Гораздо вреднее были те, кто ее презирал. Они приходили ко мне с лживым смирением и кротостью, но, припадая к ногам, исподтишка рассматривали: добротна ли ткань на подряснике, хороша ли обстановка в комнате.
Из рассказов Ольги Ивановны я знал, что жили монашенки в нашем и других селах группами, по пять-шесть человек на квартире. Зимою рукодельничали: вязали чулки, платки и торговали на «барахолках». Осенью, когда копали картофель, ходили по частным домам, предлагая свои услуги и помощь. Оплату брали натурой. А по весне продавали излишки картофеля в городе по тройной цене.
Об Ольге Ивановне никто из них не проронил ни слова, и я подумал:
— Видно, правду сказала Валентина Петровна, что старостиха — тайная игуменья монашенок. Они боятся ее.
Не знаю, почему, но я всегда с брезгливостью смотрел на монашенок, никогда не мог найти в себе столько любви и благости, чтобы простить очередную подлость, совершенную какой-либо духовной сестрой. Я-то знал, что смирение и кротость у любой монахини — фальшивые, так же, как фальшива вся система воспитания этих духовных рабынь.

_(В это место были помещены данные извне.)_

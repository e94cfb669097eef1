//! APU channel implementations
//!
//! All five channels share one capability interface, [`Channel`], which the
//! APU uses to fan out register writes, timer clocks and frame clocks.

pub mod dmc;
pub mod noise;
pub mod pulse;
pub mod triangle;

pub use dmc::DmcChannel;
pub use noise::NoiseChannel;
pub use pulse::PulseChannel;
pub use triangle::TriangleChannel;

/// Name of the first field found outside the range its register allows
pub type RangeCheck = Result<(), &'static str>;

fn require(in_range: bool, field: &'static str) -> RangeCheck {
    if in_range {
        Ok(())
    } else {
        Err(field)
    }
}

/// How often a channel's timer is clocked relative to the CPU
#[derive(Debug, Clone, Copy, PartialEq, Eq)]
pub enum TimerCadence {
    /// Every CPU cycle (triangle)
    CpuCycle,
    /// Every second CPU cycle (pulse, noise, DMC)
    ApuCycle,
}

impl TimerCadence {
    /// Check whether the timer is due on the given CPU cycle
    pub fn is_due(self, cpu_cycle: u64) -> bool {
        match self {
            TimerCadence::CpuCycle => true,
            TimerCadence::ApuCycle => cpu_cycle % 2 == 0,
        }
    }
}

/// Common interface of the five sound channels
pub trait Channel {
    /// Decode a write to one of the channel's 4 registers (index 0-3)
    fn write_register(&mut self, index: u8, data: u8);

    /// Raw bytes last written to the channel's registers
    fn registers(&self) -> &[u8; 4];

    /// Clock the channel timer; each channel decides whether `cpu_cycle` is one of its cycles
    fn clock_timer(&mut self, cpu_cycle: u64);

    /// Quarter frame clock (envelope, linear counter)
    fn clock_quarter_frame(&mut self);

    /// Half frame clock (length counter, sweep)
    fn clock_half_frame(&mut self);

    /// Enable flag from $4015
    fn set_enabled(&mut self, enabled: bool);

    /// Status bit reported by $4015 reads
    fn is_active(&self) -> bool;

    /// Current output level (0-15, or 0-127 for the DMC)
    fn output(&self) -> u8;
}
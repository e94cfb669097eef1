// Bus interface - CPU-facing boundary of the APU
//
// The host CPU emulator owns address decoding for the whole system and
// forwards accesses in the APU block to the device:
//
// ```text
// $4000-$4013: Channel registers
// $4015:       Status
// $4017:       Frame sequencer
// ```

/// Trait for memory-mapped components
///
/// This trait defines the interface for components that can be mapped into the
/// CPU's address space. The [`Apu`](crate::apu::Apu) implements it for its
/// register block.
pub trait MemoryMappedDevice {
    /// Read a byte from the device
    ///
    /// Some devices have side effects on read (e.g., reading the APU status
    /// acknowledges the frame interrupt), so this method takes &mut self.
    ///
    /// # Arguments
    /// * `addr` - The CPU address to read from
    ///
    /// # Returns
    /// The byte value at the specified address
    fn read(&mut self, addr: u16) -> u8;

    /// Write a byte to the device
    ///
    /// # Arguments
    /// * `addr` - The CPU address to write to
    /// * `data` - The byte value to write
    fn write(&mut self, addr: u16, data: u8);
}
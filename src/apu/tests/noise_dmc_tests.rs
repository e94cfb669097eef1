//! Noise and DMC channel functionality tests

use super::run_cycles;
use crate::apu::{Apu, ChannelId};
use crate::bus::MemoryMappedDevice;

// ========================================
// Noise Channel Tests
// ========================================

#[test]
fn test_noise_period_and_mode_register() {
    let mut apu = Apu::new();

    apu.write(0x400E, 0x8A); // short mode, index 10 (380 CPU cycles)

    assert!(apu.noise.shift_register.short_mode);
    assert_eq!(apu.noise.timer.period(), 189);
}

#[test]
fn test_noise_shift_register_clocked_at_table_rate() {
    let mut apu = Apu::new();
    apu.write(0x400E, 0x04); // 64 CPU cycles per shift

    // The divider starts at 0 and fires on the first APU cycle
    apu.step();
    let after_first = apu.noise.shift_register.lfsr;
    assert_ne!(after_first, 1);

    run_cycles(&mut apu, 63);
    assert_eq!(apu.noise.shift_register.lfsr, after_first);

    apu.step();
    assert_ne!(apu.noise.shift_register.lfsr, after_first);
}

#[test]
fn test_noise_produces_both_levels() {
    let mut apu = Apu::new();
    apu.write(0x4015, 0x08);
    apu.write(0x400C, 0x3C); // halt, constant volume 12
    apu.write(0x400E, 0x00);
    apu.write(0x400F, 0x08);

    let mut seen = [false; 16];
    for _ in 0..1000 {
        apu.step();
        let output = apu.channel_output(ChannelId::Noise);
        assert!(output == 0 || output == 12);
        seen[output as usize] = true;
    }
    assert!(seen[0] && seen[12]);
}

#[test]
fn test_noise_length_counter_silences() {
    let mut apu = Apu::new();
    apu.write(0x4015, 0x08);
    apu.write(0x400C, 0x1F);
    apu.write(0x400F, 0x18); // length 2

    assert_eq!(apu.read(0x4015) & 0x08, 0x08);

    apu.clock_half_frame();
    apu.clock_half_frame();

    assert_eq!(apu.read(0x4015) & 0x08, 0x00);
    assert_eq!(apu.channel_output(ChannelId::Noise), 0);
}

#[test]
fn test_noise_envelope_decays() {
    let mut apu = Apu::new();
    apu.write(0x4015, 0x08);
    apu.write(0x400C, 0x00); // decay, period 0
    apu.write(0x400F, 0x08);

    apu.clock_quarter_frame();
    assert_eq!(apu.noise.envelope.volume(), 15);

    for _ in 0..15 {
        apu.clock_quarter_frame();
    }
    assert_eq!(apu.noise.envelope.volume(), 0);
}

// ========================================
// DMC Tests
// ========================================

#[test]
fn test_dmc_enable_requests_first_byte() {
    let mut apu = Apu::new();
    apu.write(0x4012, 0x01); // $C040
    apu.write(0x4013, 0x01); // 17 bytes

    assert_eq!(apu.dmc_sample_request(), None);

    apu.write(0x4015, 0x10);

    assert_eq!(apu.dmc_sample_request(), Some(0xC040));
    assert_eq!(apu.read(0x4015) & 0x10, 0x10);
}

#[test]
fn test_dmc_reads_whole_sample() {
    let mut apu = Apu::new();
    apu.write(0x4010, 0x0F);
    apu.write(0x4012, 0x00);
    apu.write(0x4013, 0x01); // 17 bytes
    apu.write(0x4015, 0x10);

    let mut addresses = Vec::new();
    for _ in 0..10_000 {
        if let Some(addr) = apu.dmc_sample_request() {
            addresses.push(addr);
            apu.load_dmc_sample(0xAA);
        }
        apu.step();
    }

    let expected: Vec<u16> = (0xC000..0xC011).collect();
    assert_eq!(addresses, expected);
    assert_eq!(apu.read(0x4015) & 0x10, 0x00);
}

#[test]
fn test_dmc_playback_moves_output_level() {
    let mut apu = Apu::new();
    apu.write(0x4010, 0x4F); // loop, fastest rate
    apu.write(0x4011, 0x00);
    apu.write(0x4015, 0x10);

    for _ in 0..2000 {
        if apu.dmc_sample_request().is_some() {
            apu.load_dmc_sample(0xFF);
        }
        apu.step();
    }

    assert!(apu.channel_output(ChannelId::Dmc) > 40);
}

#[test]
fn test_dmc_irq_at_end_of_sample() {
    let mut apu = Apu::new();
    apu.write(0x4010, 0x80);
    apu.write(0x4013, 0x00); // 1 byte
    apu.write(0x4015, 0x10);

    apu.load_dmc_sample(0x00);

    assert!(apu.irq_pending());
    assert_eq!(apu.read(0x4015) & 0x80, 0x80);
    // Reading the status does not acknowledge the DMC interrupt
    assert!(apu.irq_pending());
}

#[test]
fn test_dmc_irq_disable_acknowledges() {
    let mut apu = Apu::new();
    apu.write(0x4010, 0x80);
    apu.write(0x4015, 0x10);
    apu.load_dmc_sample(0x00);
    assert!(apu.irq_pending());

    apu.write(0x4010, 0x00);
    assert!(!apu.irq_pending());
}

#[test]
fn test_dmc_direct_load_reaches_mixer() {
    let mut apu = Apu::new();
    let reader = apu.stream_reader();

    apu.write(0x4011, 0x7F);
    run_cycles(&mut apu, 1000);

    let samples = reader.pull().unwrap();
    assert!(samples.iter().all(|&s| s > 0));
}
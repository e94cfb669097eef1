//! Frame sequencer for the APU
//!
//! The frame sequencer divides the CPU clock into low-frequency control
//! clocks that drive the envelopes, linear counter, length counters and
//! sweep units.
//!
//! It operates in two modes:
//! - 4-step mode: quarter frames at ~240 Hz, raises the frame IRQ
//! - 5-step mode: quarter frames at ~192 Hz, never raises the IRQ

use serde::{Deserialize, Serialize};

use crate::apu::constants::{
    FRAME_SEQUENCER_4_STEP_CYCLES, FRAME_SEQUENCER_4_STEP_PERIOD, FRAME_SEQUENCER_5_STEP_CYCLES,
    FRAME_SEQUENCER_5_STEP_PERIOD,
};

/// Control clocks produced by one sequencer position
#[derive(Debug, Clone, Copy, PartialEq, Eq)]
pub enum FrameEvent {
    /// Quarter frame - clock envelopes and the linear counter
    QuarterFrame,
    /// Quarter frame plus half frame - additionally clock length counters and sweep units
    HalfFrame,
}

impl FrameEvent {
    pub fn is_half_frame(self) -> bool {
        self == FrameEvent::HalfFrame
    }
}

/// Frame sequencer mode
#[derive(Debug, Clone, Copy, PartialEq, Eq, Serialize, Deserialize)]
pub enum FrameMode {
    /// 4-step mode (default)
    FourStep,
    /// 5-step mode
    FiveStep,
}

impl FrameMode {
    fn step_cycles(self) -> &'static [u32] {
        match self {
            FrameMode::FourStep => &FRAME_SEQUENCER_4_STEP_CYCLES,
            FrameMode::FiveStep => &FRAME_SEQUENCER_5_STEP_CYCLES,
        }
    }

    fn period(self) -> u32 {
        match self {
            FrameMode::FourStep => FRAME_SEQUENCER_4_STEP_PERIOD,
            FrameMode::FiveStep => FRAME_SEQUENCER_5_STEP_PERIOD,
        }
    }

    /// Event fired at a given position
    fn event(self, step: usize) -> Option<FrameEvent> {
        match (self, step) {
            (_, 0) | (_, 2) => Some(FrameEvent::QuarterFrame),
            (_, 1) => Some(FrameEvent::HalfFrame),
            (FrameMode::FourStep, 3) => Some(FrameEvent::HalfFrame),
            (FrameMode::FiveStep, 3) => None,
            (FrameMode::FiveStep, 4) => Some(FrameEvent::HalfFrame),
            _ => None,
        }
    }
}

/// Frame sequencer, clocked once per CPU cycle
#[derive(Debug, Clone, Serialize, Deserialize)]
pub struct FrameSequencer {
    /// Current mode (4-step or 5-step)
    mode: FrameMode,
    /// CPU cycles since the start of the current sequence
    cycle: u32,
    /// Next position in the sequence (0-3 for 4-step, 0-4 for 5-step)
    step: usize,
    /// IRQ inhibit flag (bit 6 of $4017)
    irq_inhibit: bool,
    /// Frame interrupt flag
    irq_pending: bool,
}

impl FrameSequencer {
    /// Create a new frame sequencer in 4-step mode
    pub fn new() -> Self {
        Self {
            mode: FrameMode::FourStep,
            cycle: 0,
            step: 0,
            irq_inhibit: false,
            irq_pending: false,
        }
    }

    /// Reset the frame sequencer to its power-on state
    pub fn reset(&mut self) {
        *self = Self::new();
    }

    /// Write to the frame sequencer control register ($4017)
    ///
    /// Bit 7: Mode (0 = 4-step, 1 = 5-step)
    /// Bit 6: IRQ inhibit flag
    ///
    /// The sequence restarts immediately. Selecting 5-step mode also clocks
    /// a quarter and a half frame right away, which the returned event reports.
    pub fn write_control(&mut self, value: u8) -> Option<FrameEvent> {
        let mode = if (value & 0x80) != 0 {
            FrameMode::FiveStep
        } else {
            FrameMode::FourStep
        };
        if mode != self.mode {
            log::debug!("Frame sequencer switched to {:?}", mode);
        }

        self.mode = mode;
        self.irq_inhibit = (value & 0x40) != 0;
        if self.irq_inhibit {
            self.irq_pending = false;
        }

        self.cycle = 0;
        self.step = 0;

        match self.mode {
            FrameMode::FiveStep => Some(FrameEvent::HalfFrame),
            FrameMode::FourStep => None,
        }
    }

    /// Clock the frame sequencer (called every CPU cycle)
    pub fn clock(&mut self) -> Option<FrameEvent> {
        self.cycle += 1;

        let cycles = self.mode.step_cycles();
        let mut event = None;
        if self.step < cycles.len() && self.cycle == cycles[self.step] {
            event = self.mode.event(self.step);

            // The last 4-step position raises the frame interrupt
            if self.mode == FrameMode::FourStep && self.step == 3 && !self.irq_inhibit {
                self.irq_pending = true;
            }
            self.step += 1;
        }

        if self.cycle >= self.mode.period() {
            self.cycle = 0;
            self.step = 0;
        }

        event
    }

    /// Check if there's a pending frame IRQ
    pub fn irq_pending(&self) -> bool {
        self.irq_pending
    }

    /// Clear the IRQ flag (on a $4015 read)
    pub fn clear_irq(&mut self) {
        self.irq_pending = false;
    }

    pub fn mode(&self) -> FrameMode {
        self.mode
    }

    pub fn cycle(&self) -> u32 {
        self.cycle
    }

    pub fn step(&self) -> usize {
        self.step
    }

    pub fn irq_inhibited(&self) -> bool {
        self.irq_inhibit
    }
}

impl Default for FrameSequencer {
    fn default() -> Self {
        Self::new()
    }
}

#[cfg(test)]
mod tests {
    use super::*;

    /// Clock `count` times and collect (cycle, event) pairs
    fn run(fs: &mut FrameSequencer, count: u32) -> Vec<(u32, FrameEvent)> {
        (1..=count)
            .filter_map(|n| fs.clock().map(|event| (n, event)))
            .collect()
    }

    #[test]
    fn test_frame_sequencer_init() {
        let fs = FrameSequencer::new();
        assert_eq!(fs.mode(), FrameMode::FourStep);
        assert_eq!(fs.cycle(), 0);
        assert_eq!(fs.step(), 0);
        assert!(!fs.irq_pending());
        assert!(!fs.irq_inhibited());
    }

    #[test]
    fn test_4_step_sequence() {
        let mut fs = FrameSequencer::new();
        let events = run(&mut fs, FRAME_SEQUENCER_4_STEP_PERIOD);

        assert_eq!(
            events,
            vec![
                (7457, FrameEvent::QuarterFrame),
                (14913, FrameEvent::HalfFrame),
                (22371, FrameEvent::QuarterFrame),
                (29829, FrameEvent::HalfFrame),
            ]
        );
        assert!(fs.irq_pending());
        assert_eq!(fs.cycle(), 0);
        assert_eq!(fs.step(), 0);
    }

    #[test]
    fn test_4_step_irq_not_before_last_step() {
        let mut fs = FrameSequencer::new();
        run(&mut fs, 29828);
        assert!(!fs.irq_pending());
        fs.clock();
        assert!(fs.irq_pending());
    }

    #[test]
    fn test_4_step_sequence_repeats() {
        let mut fs = FrameSequencer::new();
        let events = run(&mut fs, FRAME_SEQUENCER_4_STEP_PERIOD * 3);
        assert_eq!(events.len(), 12);
        assert_eq!(events[4].0, FRAME_SEQUENCER_4_STEP_PERIOD + 7457);
    }

    #[test]
    fn test_5_step_sequence() {
        let mut fs = FrameSequencer::new();
        assert_eq!(fs.write_control(0x80), Some(FrameEvent::HalfFrame));

        let events = run(&mut fs, FRAME_SEQUENCER_5_STEP_PERIOD);
        assert_eq!(
            events,
            vec![
                (7457, FrameEvent::QuarterFrame),
                (14913, FrameEvent::HalfFrame),
                (22371, FrameEvent::QuarterFrame),
                (37281, FrameEvent::HalfFrame),
            ]
        );
        assert!(!fs.irq_pending());
    }

    #[test]
    fn test_irq_inhibit() {
        let mut fs = FrameSequencer::new();
        assert_eq!(fs.write_control(0x40), None);

        run(&mut fs, FRAME_SEQUENCER_4_STEP_PERIOD * 2);
        assert!(!fs.irq_pending());
    }

    #[test]
    fn test_inhibit_write_clears_pending_irq() {
        let mut fs = FrameSequencer::new();
        run(&mut fs, 29829);
        assert!(fs.irq_pending());

        fs.write_control(0x40);
        assert!(!fs.irq_pending());
    }

    #[test]
    fn test_irq_clear_on_read() {
        let mut fs = FrameSequencer::new();
        run(&mut fs, 29829);

        assert!(fs.irq_pending());
        fs.clear_irq();
        assert!(!fs.irq_pending());
    }

    #[test]
    fn test_write_resets_sequence() {
        let mut fs = FrameSequencer::new();
        run(&mut fs, 7000);
        assert_eq!(fs.cycle(), 7000);

        fs.write_control(0x00);
        assert_eq!(fs.cycle(), 0);
        assert_eq!(fs.step(), 0);

        // The first quarter frame is a full 7457 cycles after the write
        let events = run(&mut fs, 7457);
        assert_eq!(events, vec![(7457, FrameEvent::QuarterFrame)]);
    }

    #[test]
    fn test_mode_switch() {
        let mut fs = FrameSequencer::new();

        fs.write_control(0x80);
        assert_eq!(fs.mode(), FrameMode::FiveStep);

        fs.write_control(0x00);
        assert_eq!(fs.mode(), FrameMode::FourStep);
    }

    #[test]
    fn test_reset() {
        let mut fs = FrameSequencer::new();
        fs.write_control(0xC0);
        run(&mut fs, 100);

        fs.reset();
        assert_eq!(fs.mode(), FrameMode::FourStep);
        assert_eq!(fs.cycle(), 0);
        assert!(!fs.irq_inhibited());
    }
}
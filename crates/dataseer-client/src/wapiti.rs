//! Wapiti CRF labeler
//!
//! Runs `wapiti label -m <model>` as a child process: the feature stream is
//! written to stdin and the labeled stream (input line plus label column) is
//! read back from stdout.

use std::path::Path;
use std::process::Stdio;

use async_trait::async_trait;
use tokio::io::AsyncWriteExt;
use tokio::process::Command;
use tracing::debug;

use dataseer_core::{DataseerError, Result, SequenceLabeler};

/// Sequence labeler backed by the Wapiti command-line tool
#[derive(Debug, Clone)]
pub struct WapitiLabeler {
    program: String,
    args: Vec<String>,
    name: String,
}

impl WapitiLabeler {
    /// Label with `model` using the `binary` executable
    pub fn new(binary: impl AsRef<Path>, model: impl AsRef<Path>) -> Self {
        let model = model.as_ref().to_string_lossy().into_owned();
        Self {
            program: binary.as_ref().to_string_lossy().into_owned(),
            args: vec!["label".to_string(), "-m".to_string(), model.clone()],
            name: model,
        }
    }

    /// Label with an arbitrary command reading features on stdin
    pub fn with_command(program: impl Into<String>, args: Vec<String>) -> Self {
        let program = program.into();
        Self {
            name: program.clone(),
            program,
            args,
        }
    }
}

#[async_trait]
impl SequenceLabeler for WapitiLabeler {
    async fn label(&self, features: &str) -> Result<Vec<String>> {
        let mut child = Command::new(&self.program)
            .args(&self.args)
            .stdin(Stdio::piped())
            .stdout(Stdio::piped())
            .stderr(Stdio::piped())
            .kill_on_drop(true)
            .spawn()
            .map_err(|e| DataseerError::LabelerError(format!("Failed to run {}: {e}", self.program)))?;

        let mut stdin = child
            .stdin
            .take()
            .ok_or_else(|| DataseerError::LabelerError("stdin not captured".to_string()))?;

        // Feed stdin concurrently so a full stdout pipe cannot stall the child
        let input = features.to_string();
        let writer = tokio::spawn(async move {
            let result = stdin.write_all(input.as_bytes()).await;
            drop(stdin);
            result
        });

        let output = child
            .wait_with_output()
            .await
            .map_err(|e| DataseerError::LabelerError(format!("{} failed: {e}", self.program)))?;

        match writer.await {
            Ok(Ok(())) => {}
            Ok(Err(e)) => {
                return Err(DataseerError::LabelerError(format!(
                    "Failed to write features: {e}"
                )))
            }
            Err(e) => return Err(DataseerError::LabelerError(format!("Writer task failed: {e}"))),
        }

        if !output.status.success() {
            let stderr = String::from_utf8_lossy(&output.stderr);
            return Err(DataseerError::LabelerError(format!(
                "{} exited with {}: {}",
                self.program,
                output.status,
                stderr.trim()
            )));
        }

        let labeled: Vec<String> = String::from_utf8_lossy(&output.stdout)
            .lines()
            .map(str::to_string)
            .collect();
        debug!(labeler = %self.name, lines = labeled.len(), "features labeled");
        Ok(labeled)
    }

    fn name(&self) -> &str {
        &self.name
    }
}
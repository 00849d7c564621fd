//! Service registry
//!
//! Holds the gated model handles for the lifetime of the process. Created
//! once with [`Services::init`] and released with [`Services::shutdown`];
//! pipelines receive the handles as trait objects.

use std::sync::Arc;
use std::time::Duration;

use tracing::info;

use dataseer_core::{BatchClassifier, DataseerError, Result, SequenceLabeler, ServiceConfig};

use crate::delft::DelftClassifier;
use crate::gate::{GatedClassifier, GatedLabeler};
use crate::wapiti::WapitiLabeler;

/// Initialized model services
pub struct Services {
    binary: Arc<GatedClassifier>,
    first_level: Arc<GatedClassifier>,
    reuse: Option<Arc<GatedClassifier>>,
    labeler: Arc<GatedLabeler>,
    max_batch_size: usize,
}

impl Services {
    /// Build clients for every configured model
    ///
    /// Fails when the relevance model file is missing; classifier endpoints
    /// are only contacted on first use.
    pub fn init(config: &ServiceConfig) -> Result<Self> {
        if !config.relevance_model.exists() {
            return Err(DataseerError::ConfigError(format!(
                "relevance model not found: {}",
                config.relevance_model.display()
            )));
        }
        Ok(Self::init_unchecked(config))
    }

    /// Build clients without checking model files
    pub fn init_unchecked(config: &ServiceConfig) -> Self {
        let timeout = Duration::from_secs(config.timeout_secs);
        let client = reqwest::Client::new();

        let classifier = |url: &str, model: &str| {
            let delft = DelftClassifier::new(url, model).with_client(client.clone());
            Arc::new(GatedClassifier::new(
                Arc::new(delft),
                config.pool_size,
                timeout,
            ))
        };

        let binary = classifier(&config.binary_url, &config.binary_model);
        let first_level = classifier(&config.first_level_url, &config.first_level_model);
        let reuse = config
            .reuse_url
            .as_deref()
            .map(|url| classifier(url, &config.reuse_model));

        let wapiti = WapitiLabeler::new(&config.wapiti_binary, &config.relevance_model);
        let labeler = Arc::new(GatedLabeler::new(
            Arc::new(wapiti),
            config.pool_size,
            timeout,
        ));

        info!(
            binary = %config.binary_model,
            first_level = %config.first_level_model,
            reuse = reuse.is_some(),
            pool_size = config.pool_size,
            timeout_secs = config.timeout_secs,
            "model services initialized"
        );

        Self {
            binary,
            first_level,
            reuse,
            labeler,
            max_batch_size: config.max_batch_size,
        }
    }

    pub fn binary(&self) -> Arc<dyn BatchClassifier> {
        self.binary.clone()
    }

    pub fn first_level(&self) -> Arc<dyn BatchClassifier> {
        self.first_level.clone()
    }

    pub fn reuse(&self) -> Option<Arc<dyn BatchClassifier>> {
        self.reuse
            .as_ref()
            .map(|r| r.clone() as Arc<dyn BatchClassifier>)
    }

    pub fn labeler(&self) -> Arc<dyn SequenceLabeler> {
        self.labeler.clone()
    }

    pub fn max_batch_size(&self) -> usize {
        self.max_batch_size
    }

    pub fn is_shut_down(&self) -> bool {
        self.labeler.gate().is_closed()
    }

    /// Close every gate; later calls fail with `ServiceUnavailable`
    pub fn shutdown(&self) {
        self.binary.gate().close();
        self.first_level.gate().close();
        if let Some(reuse) = &self.reuse {
            reuse.gate().close();
        }
        self.labeler.gate().close();
        info!("model services shut down");
    }
}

Да они и не могут быть другими. Ведь берут в монастырь малограмотных, экзальтированных, а то и запутавшихся в чем-либо девушек или молодых женщин и учат их: смирись и покайся и что бы ты ни совершила — да снимутся с тебя грехи! Жизнь в монастырях такова, что покорность воспринимается монашенками, как необходимая форма своего существования, а безответственность — единственное жизненное правило. Вот почему каждой из них ничего не стоит наклеветать на свою духовную сестру, устроить гадость «мирянину» и тут же с готовностью бухнуть в ноги и просить у пострадавшего прощения.
Однажды, — я был тогда в Почаевском монастыре, — мне рассказали страшный случай.
Одна пожилая монахиня более всех любила каяться и унижать себя перед людьми. И настоятели ставили ее в пример молодым послушницам. Бывало, позовет кто эту монахиню, она откликалась не иначе как:
— Иду, я — окаянная!
О себе она всегда говорила, как о страшной грешнице, окаянной.
К этому привыкли. Как-то раз «окаянная» надзирала за молодыми послушницами в монастырской прачечной. Одна из девушек, забыв назвать старшую по имени, окликнула:
— Эй, окаянная!
Надзирательница зачерпнула в ковш кипятку и плеснула девушке в лицо, зашипев со злобой:
— Я тебе покажу, какая я окаянная.
Вслед затем она опустилась на колени и, поцеловав у ослепленной ею девушки ноги, попросила прощения.
Те, кто приходили ко мне за благословением, были не меньшими лицемерками. Каждая из них стремилась заверить меня, что только она честна и добродетельна, и, конечно, очень несчастна, а остальные — хитрые бестии, умеющие тайно устроить свою судьбу.